Having returned to the subject recently I was drawn back to Flashman to see how the book stood up. What I found was quite interesting. A couple of years ago I re-read the first Flashman novel and if you read my review of that you'll find I was quite shocked at how, on re-reading, Fraser's hero is utterly repugnant. Flashman in the Great Game is not as bad as Flashman. But having immersed myself in the period and read an account by an actual British soldier of his experiences during 1857, I was struck by two things. Firstly Fraser is remarkably faithful to the historical events - Flashman's feelings visiting the aftermath of the Cawnpore massacre are, relatively similar to those of William Forbes-Mitchell who actually went there around the time Flashman is supposed to have.

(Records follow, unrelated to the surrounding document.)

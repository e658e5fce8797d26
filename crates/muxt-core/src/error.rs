//! Unified error handling for the analyzer.
//!
//! Each pipeline stage has its own `thiserror` enum; [`MuxtError`] wraps
//! them so the CLI needs a single surface. Recoverable diagnostics are
//! *collected* in an [`ErrorList`] and reported together; unrecoverable ones
//! (package won't load, templates variable missing) short-circuit through
//! `?`.

use std::fmt;
use std::path::PathBuf;

use thiserror::Error;

use crate::check::CheckError;
use crate::environment::EnvironmentError;
use crate::resolve::ResolveError;
use crate::routename::RouteNameError;
use crate::source::SourceError;

/// A `file:line:column` anchor for a diagnostic.
///
/// `file` names Rust source for binding/configuration errors and the
/// original template source for template type errors.
#[derive(Debug, Clone, PartialEq, Eq)]
pub struct SourcePos {
    pub file: String,
    pub line: usize,
    pub column: usize,
    pub offset: usize,
}

impl SourcePos {
    pub fn new(file: impl Into<String>, line: usize, column: usize, offset: usize) -> Self {
        Self {
            file: file.into(),
            line,
            column,
            offset,
        }
    }
}

impl fmt::Display for SourcePos {
    fn fmt(&self, f: &mut fmt::Formatter<'_>) -> fmt::Result {
        write!(f, "{}:{}:{}", self.file, self.line, self.column)
    }
}

/// Root error type for analyzer operations.
#[derive(Debug, Error, Clone)]
pub enum MuxtError {
    /// Package loading or AST lookup failed.
    #[error(transparent)]
    Source(#[from] SourceError),

    /// The template environment could not be reconstructed.
    #[error(transparent)]
    Environment(#[from] EnvironmentError),

    /// A template name does not parse as a route.
    #[error(transparent)]
    RouteName(#[from] RouteNameError),

    /// A route could not be bound to the receiver.
    #[error(transparent)]
    Resolve(#[from] ResolveError),

    /// A template action failed type checking.
    #[error(transparent)]
    Check(#[from] CheckError),

    /// Writing a generated file failed.
    #[error("failed to write {path}: {message}")]
    Emit { path: PathBuf, message: String },
}

impl MuxtError {
    /// Error category, for logging severity and CLI styling. Every category
    /// exits with code 1; the distinction is presentational.
    pub fn category(&self) -> ErrorCategory {
        match self {
            Self::Source(_) => ErrorCategory::Package,
            Self::Environment(_) => ErrorCategory::Environment,
            Self::RouteName(_) => ErrorCategory::RouteName,
            Self::Resolve(_) => ErrorCategory::Binding,
            Self::Check(_) => ErrorCategory::TemplateType,
            Self::Emit { .. } => ErrorCategory::Io,
        }
    }

    /// User-actionable suggestions for fixing this error.
    pub fn suggestions(&self) -> Vec<String> {
        match self {
            Self::Source(SourceError::PackageNotFound { dir }) => vec![
                format!("No Rust sources found under {}", dir.display()),
                "Run from the package directory or pass -C <dir>".into(),
            ],
            Self::Environment(EnvironmentError::VariableNotFound { ident }) => vec![
                format!("Declare `static {ident}: muxt_templates::LazySet = …`"),
                "Or point --find-templates-variable at the right identifier".into(),
            ],
            Self::RouteName(_) => vec![
                "Template names declare routes: [METHOD ][host]/path[ STATUS][ Call(args)]".into(),
                "Example: GET /user/{id} get_user(ctx, id)".into(),
            ],
            Self::Resolve(ResolveError::NoSuchMethod { receiver, method, .. }) => vec![
                format!("Add `fn {method}(…)` to `impl {receiver}`"),
                "Or fix the call name in the template name".into(),
            ],
            Self::Check(_) => vec![
                "The template references something its data type does not have".into(),
                "Run `muxt routes` to see the data type each template receives".into(),
            ],
            _ => Vec::new(),
        }
    }
}

/// Error categories, presentational only.
#[derive(Debug, Clone, Copy, PartialEq, Eq)]
pub enum ErrorCategory {
    Package,
    Environment,
    RouteName,
    Binding,
    TemplateType,
    Io,
}

pub type MuxtResult<T> = Result<T, MuxtError>;

/// An ordered collection of diagnostics from one package pass.
#[derive(Debug, Default, Clone)]
pub struct ErrorList(pub Vec<MuxtError>);

impl ErrorList {
    pub fn push(&mut self, err: impl Into<MuxtError>) {
        self.0.push(err.into());
    }

    pub fn extend<E: Into<MuxtError>>(&mut self, errs: impl IntoIterator<Item = E>) {
        self.0.extend(errs.into_iter().map(Into::into));
    }

    pub fn is_empty(&self) -> bool {
        self.0.is_empty()
    }

    pub fn len(&self) -> usize {
        self.0.len()
    }

    /// Ok when nothing was collected, otherwise self as the error.
    pub fn into_result(self) -> Result<(), ErrorList> {
        if self.is_empty() { Ok(()) } else { Err(self) }
    }
}

impl fmt::Display for ErrorList {
    fn fmt(&self, f: &mut fmt::Formatter<'_>) -> fmt::Result {
        for (i, err) in self.0.iter().enumerate() {
            if i > 0 {
                writeln!(f)?;
            }
            write!(f, "{err}")?;
        }
        Ok(())
    }
}

impl std::error::Error for ErrorList {}

#[cfg(test)]
mod tests {
    use super::*;

    #[test]
    fn source_pos_displays_colon_separated() {
        let pos = SourcePos::new("templates/index.html", 3, 7, 41);
        assert_eq!(pos.to_string(), "templates/index.html:3:7");
    }

    #[test]
    fn empty_error_list_is_ok() {
        assert!(ErrorList::default().into_result().is_ok());
    }

    #[test]
    fn error_list_joins_lines() {
        let mut list = ErrorList::default();
        list.push(MuxtError::Emit {
            path: PathBuf::from("a.rs"),
            message: "denied".into(),
        });
        list.push(MuxtError::Emit {
            path: PathBuf::from("b.rs"),
            message: "denied".into(),
        });
        let text = list.to_string();
        assert!(text.contains("a.rs"));
        assert!(text.contains('\n'));
    }
}
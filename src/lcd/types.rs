//! LCD wire types and errors.

use serde::Deserialize;
use serde_json::Value;

// =============================================================================
// ERROR
// =============================================================================

/// Errors produced by LCD queries.
#[derive(Debug, thiserror::Error)]
pub enum LcdError {
    /// The underlying HTTP client could not be constructed.
    #[error("HTTP client build failed: {0}")]
    HttpClientBuild(String),

    /// The HTTP request to the LCD failed.
    #[error("LCD request failed: {0}")]
    Request(String),

    /// The contract reported that the queried item does not exist.
    #[error("not found: {0}")]
    NotFound(String),

    /// The LCD returned a non-success HTTP status.
    #[error("LCD response error: status {status}")]
    Response { status: u16, body: String },

    /// The LCD response body could not be interpreted.
    #[error("LCD response parse failed: {0}")]
    Parse(String),
}

impl LcdError {
    /// Classify a non-success LCD response. Contract lookups for missing
    /// items surface as an error status whose body mentions "not found".
    #[must_use]
    pub fn from_status(status: u16, body: String) -> Self {
        if status == 404 || body.to_ascii_lowercase().contains("not found") {
            return Self::NotFound(body);
        }
        Self::Response { status, body }
    }
}

// =============================================================================
// WIRE TYPES
// =============================================================================

/// Envelope of `GET /wasm/contracts/{addr}/store`.
#[derive(Debug, Deserialize)]
pub struct SmartQueryResponse {
    pub result: Value,
}

/// Result of cw721 `all_tokens` and `tokens`.
#[derive(Debug, Deserialize)]
pub struct TokensResponse {
    #[serde(default)]
    pub tokens: Vec<String>,
}

/// Result of the print contract's `tier_info`.
#[derive(Debug, Deserialize)]
pub struct TierInfoResponse {
    pub max_physical_limit: u8,
    pub cost: Value,
}

/// Result of the print contract's `cw721_physicals`.
#[derive(Debug, Deserialize)]
pub struct PhysicalsResponse {
    #[serde(default)]
    pub physicals: Vec<Value>,
}

/// Result of the print contract's `get_cw721_physical_info`.
#[derive(Debug, Deserialize)]
pub struct PhysicalInfoResponse {
    pub physical: PhysicalWire,
}

#[derive(Debug, Deserialize)]
pub struct PhysicalWire {
    pub id: Value,
    pub token_id: String,
    #[serde(default)]
    pub owner: String,
    pub tier: Value,
    #[serde(default)]
    pub status: String,
}

/// Read an integer that may be encoded as a JSON number or a decimal string.
pub fn number_or_string(value: &Value) -> Option<u64> {
    match value {
        Value::Number(n) => n.as_u64(),
        Value::String(s) => s.trim().parse().ok(),
        _ => None,
    }
}

/// Render a JSON value as an id string, without quotes for strings.
pub fn id_string(value: &Value) -> Option<String> {
    match value {
        Value::String(s) if !s.trim().is_empty() => Some(s.trim().to_string()),
        Value::Number(n) => Some(n.to_string()),
        _ => None,
    }
}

Flashman however is less repugnant than in the first novel. He falls in love with the Rani of Jhansi who actually uses him more than he uses her, and possibly for the first time in his life he is bereft at what takes place with a woman. But that aside he is his usual, racist, self. The racism is interesting not least because Fraser clearly intends it to be a reflection of actual feelings of British soldiers. But as I remarked when reading Forbes-Mitchell, in his actual memories of the vicious battles and brutalities, that author never uses a racist word. This might say more about Fraser than it says about Flashman.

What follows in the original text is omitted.